You don't think it warranted?

methink 'tis.

What do you like to write, again?


----------



## speakerphone2

Ahmen to that.

Welcome, probie.


----------



## Modern Prometheus

I didn't say it wasn't warranted. I wouldn't know.
I like to write science fiction and fantasy. My writing style resembles that of Asimov.


----------



## speakerphone2

Cuz lord knows we need more of that around..


----------



## Voodoo

Be nice, J.

it is old, though. Look for it in the debates soon, about how everyone wants to write about myspace elves.


----------



## speakerphone2

You rub off, what can I say?

I'm not a fan of the genre. 

The only good piece of lit that came from that genre is Fahrenheit 451.


----------



## Voodoo

No...

Unless you mean both fantsay and sci fi, together in some...mutation.


----------



## Modern Prometheus

I _hate_ Fahrenheit 451! But then again, like I said, I like Asimov. His style is bare bones; no decoration, no adornment. On the other hand, Bradbury's language is so rich and metaphorical it bores me.


----------



## speakerphone2

are you kidding? LIFE is in the metaphors!


----------



## Voodoo

How old are you, golem of fire?


----------



## speakerphone2

that's a new one. golem of fire...

scary stuff.


----------



## Voodoo

I meant prometheus.

16?


----------



## speakerphone2

I wonder, as well. Doubt he would say, though.


----------



## Voodoo

He's 16.

Cut the kid some slack, love.


----------



## Modern Prometheus

speakerphone2 said:


> The only good piece of lit that came from that genre is Fahrenheit 451.

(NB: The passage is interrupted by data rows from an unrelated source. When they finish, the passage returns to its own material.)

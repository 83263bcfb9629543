// File: dudedirt-core/src/services/booking_wizard.rs
//
// In-progress booking state for one user session, across four ordered steps:
// service selection -> product add-ons -> date/time -> confirmation. Nothing
// is persisted until the finalizer commits; entries live in a keyed map with
// an inactivity expiry (lazy check on access plus a background sweep).

use std::sync::Arc;

use chrono::{DateTime, Duration, Timelike, Utc};
use dashmap::DashMap;
use tracing::debug;
use uuid::Uuid;

use dudedirt_common::traits::repository_traits::CatalogRepository;

use crate::Error;

/// Opaque key for one booking attempt.
pub type WizardHandle = Uuid;

/// Earliest and latest bookable hour of day (UTC).
const OPEN_HOUR: u32 = 8;
const CLOSE_HOUR: u32 = 18;

#[derive(Debug, Clone, Copy, PartialEq, Eq, PartialOrd, Ord)]
pub enum WizardStep {
    ServiceSelection,
    AddOns,
    Schedule,
    Confirmation,
}

impl WizardStep {
    pub fn number(self) -> u8 {
        match self {
            WizardStep::ServiceSelection => 1,
            WizardStep::AddOns => 2,
            WizardStep::Schedule => 3,
            WizardStep::Confirmation => 4,
        }
    }

    fn next(self) -> Option<WizardStep> {
        match self {
            WizardStep::ServiceSelection => Some(WizardStep::AddOns),
            WizardStep::AddOns => Some(WizardStep::Schedule),
            WizardStep::Schedule => Some(WizardStep::Confirmation),
            WizardStep::Confirmation => None,
        }
    }

    fn prev(self) -> Option<WizardStep> {
        match self {
            WizardStep::ServiceSelection => None,
            WizardStep::AddOns => Some(WizardStep::ServiceSelection),
            WizardStep::Schedule => Some(WizardStep::AddOns),
            WizardStep::Confirmation => Some(WizardStep::Schedule),
        }
    }
}

#[derive(Debug, Clone, Copy, PartialEq, Eq)]
pub enum WizardStatus {
    InProgress(WizardStep),
    Committed,
    Abandoned,
}

/// Data submitted for a single step. The step it belongs to is implied by
/// the variant; there is no payload for the confirmation step, which is the
/// commit call itself.
#[derive(Debug, Clone)]
pub enum StepData {
    ServiceSelection {
        service_id: i64,
    },
    AddOns {
        product_ids: Vec<i64>,
    },
    Schedule {
        scheduled_at: DateTime<Utc>,
        special_instructions: Option<String>,
    },
}

impl StepData {
    fn step(&self) -> WizardStep {
        match self {
            StepData::ServiceSelection { .. } => WizardStep::ServiceSelection,
            StepData::AddOns { .. } => WizardStep::AddOns,
            StepData::Schedule { .. } => WizardStep::Schedule,
        }
    }
}

#[derive(Debug, Clone)]
pub struct WizardState {
    pub handle: WizardHandle,
    pub user_id: Uuid,
    pub status: WizardStatus,
    pub service_id: Option<i64>,
    pub product_ids: Vec<i64>,
    pub scheduled_at: Option<DateTime<Utc>>,
    pub special_instructions: Option<String>,
    pub started_at: DateTime<Utc>,
    pub last_active: DateTime<Utc>,
}

pub struct WizardStore {
    wizards: DashMap<WizardHandle, WizardState>,
    catalog: Arc<dyn CatalogRepository>,
    timeout: Duration,
}

impl WizardStore {
    pub fn new(catalog: Arc<dyn CatalogRepository>, timeout_minutes: i64) -> Self {
        Self {
            wizards: DashMap::new(),
            catalog,
            timeout: Duration::minutes(timeout_minutes),
        }
    }

    /// Begin a new booking attempt. A user gets one live wizard at a time;
    /// starting again abandons the previous attempt.
    pub fn start(&self, user_id: Uuid) -> WizardHandle {
        self.abandon_for_user(user_id);

        let handle = Uuid::new_v4();
        let now = Utc::now();
        self.wizards.insert(
            handle,
            WizardState {
                handle,
                user_id,
                status: WizardStatus::InProgress(WizardStep::ServiceSelection),
                service_id: None,
                product_ids: Vec::new(),
                scheduled_at: None,
                special_instructions: None,
                started_at: now,
                last_active: now,
            },
        );
        debug!("started booking wizard {} for user {}", handle, user_id);
        handle
    }

    /// Submit data for the current step (advances on success) or re-submit an
    /// earlier step (overwrites that field, keeps everything entered later).
    /// Invalid input fails with `Validation` naming the field and the wizard
    /// does not advance.
    pub async fn set_step_data(
        &self,
        handle: WizardHandle,
        data: StepData,
    ) -> Result<WizardState, Error> {
        let snapshot = self.snapshot(handle)?;
        let current = match snapshot.status {
            WizardStatus::InProgress(step) => step,
            WizardStatus::Committed => return Err(Error::AlreadyCommitted),
            WizardStatus::Abandoned => return Err(Error::WizardExpired),
        };

        let target = data.step();
        if target > current {
            return Err(Error::validation(
                "step",
                format!("complete step {} first", current.number()),
            ));
        }

        // Catalog lookups happen on a detached snapshot; the map entry is
        // only locked again for the write below.
        self.validate(&data).await?;

        let mut entry = self.wizards.get_mut(&handle).ok_or(Error::WizardExpired)?;
        match data {
            StepData::ServiceSelection { service_id } => entry.service_id = Some(service_id),
            StepData::AddOns { product_ids } => entry.product_ids = product_ids,
            StepData::Schedule {
                scheduled_at,
                special_instructions,
            } => {
                entry.scheduled_at = Some(scheduled_at);
                entry.special_instructions = special_instructions;
            }
        }
        if target == current {
            if let Some(next) = current.next() {
                entry.status = WizardStatus::InProgress(next);
            }
        }
        entry.last_active = Utc::now();
        Ok(entry.clone())
    }

    /// Step back one step. Always permitted; discards no data.
    pub fn back(&self, handle: WizardHandle) -> Result<WizardState, Error> {
        let snapshot = self.snapshot(handle)?;
        let current = match snapshot.status {
            WizardStatus::InProgress(step) => step,
            WizardStatus::Committed => return Err(Error::AlreadyCommitted),
            WizardStatus::Abandoned => return Err(Error::WizardExpired),
        };

        let mut entry = self.wizards.get_mut(&handle).ok_or(Error::WizardExpired)?;
        if let Some(prev) = current.prev() {
            entry.status = WizardStatus::InProgress(prev);
        }
        entry.last_active = Utc::now();
        Ok(entry.clone())
    }

    pub fn get_state(&self, handle: WizardHandle) -> Result<WizardState, Error> {
        self.snapshot(handle)
    }

    /// Abandon the wizard explicitly (logout).
    pub fn abandon(&self, handle: WizardHandle) {
        if let Some(mut entry) = self.wizards.get_mut(&handle) {
            if matches!(entry.status, WizardStatus::InProgress(_)) {
                entry.status = WizardStatus::Abandoned;
            }
        }
    }

    pub fn abandon_for_user(&self, user_id: Uuid) {
        for mut entry in self.wizards.iter_mut() {
            if entry.user_id == user_id && matches!(entry.status, WizardStatus::InProgress(_)) {
                entry.status = WizardStatus::Abandoned;
            }
        }
    }

    /// Evict entries idle past the timeout, terminal ones included. Returns
    /// the number removed.
    pub fn sweep(&self) -> usize {
        let now = Utc::now();
        let timeout = self.timeout;
        let before = self.wizards.len();
        self.wizards.retain(|_, w| now - w.last_active <= timeout);
        before - self.wizards.len()
    }

    /// Flip the entry to committed. A missing entry is fine: the booking is
    /// already persisted, and the sweeper may have evicted the wizard in the
    /// meantime.
    pub(crate) fn mark_committed(&self, handle: WizardHandle) {
        if let Some(mut entry) = self.wizards.get_mut(&handle) {
            entry.status = WizardStatus::Committed;
            entry.last_active = Utc::now();
        }
    }

    /// Clone of the entry, lazily flipping it to Abandoned when the
    /// inactivity timeout has elapsed. Unknown (or already swept) handles
    /// surface as expired.
    fn snapshot(&self, handle: WizardHandle) -> Result<WizardState, Error> {
        let mut entry = self.wizards.get_mut(&handle).ok_or(Error::WizardExpired)?;
        if matches!(entry.status, WizardStatus::InProgress(_))
            && Utc::now() - entry.last_active > self.timeout
        {
            entry.status = WizardStatus::Abandoned;
        }
        Ok(entry.clone())
    }

    async fn validate(&self, data: &StepData) -> Result<(), Error> {
        match data {
            StepData::ServiceSelection { service_id } => {
                match self.catalog.get_service(*service_id).await? {
                    Some(service) if service.active => Ok(()),
                    _ => Err(Error::validation(
                        "service_id",
                        format!("unknown or inactive service {}", service_id),
                    )),
                }
            }
            StepData::AddOns { product_ids } => {
                for product_id in product_ids {
                    if self.catalog.get_product(*product_id).await?.is_none() {
                        return Err(Error::validation(
                            "product_ids",
                            format!("unknown product {}", product_id),
                        ));
                    }
                }
                Ok(())
            }
            StepData::Schedule { scheduled_at, .. } => {
                if *scheduled_at <= Utc::now() {
                    return Err(Error::validation(
                        "scheduled_at",
                        "the requested date/time must be in the future",
                    ));
                }
                let hour = scheduled_at.hour();
                if !(OPEN_HOUR..CLOSE_HOUR).contains(&hour) {
                    return Err(Error::validation(
                        "scheduled_at",
                        format!(
                            "outside bookable hours ({:02}:00-{:02}:00)",
                            OPEN_HOUR, CLOSE_HOUR
                        ),
                    ));
                }
                Ok(())
            }
        }
    }
}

And more about that statement. What about Frankenstein? End of Eternity? Foundation?


----------



## speakerphone2

Franken-freaking-stein? Is that you're best defense of the genre?!


----------



## Modern Prometheus

Have you ever read Frankenstein? And no, it's not.


----------



## Voodoo

I daresay my wife is getting anxious.

Watch it, mate, J's a brutal little flower.


----------



## speakerphone2

Ugh. Everyone's got an opinion. I'm too tired to battle this out right now. 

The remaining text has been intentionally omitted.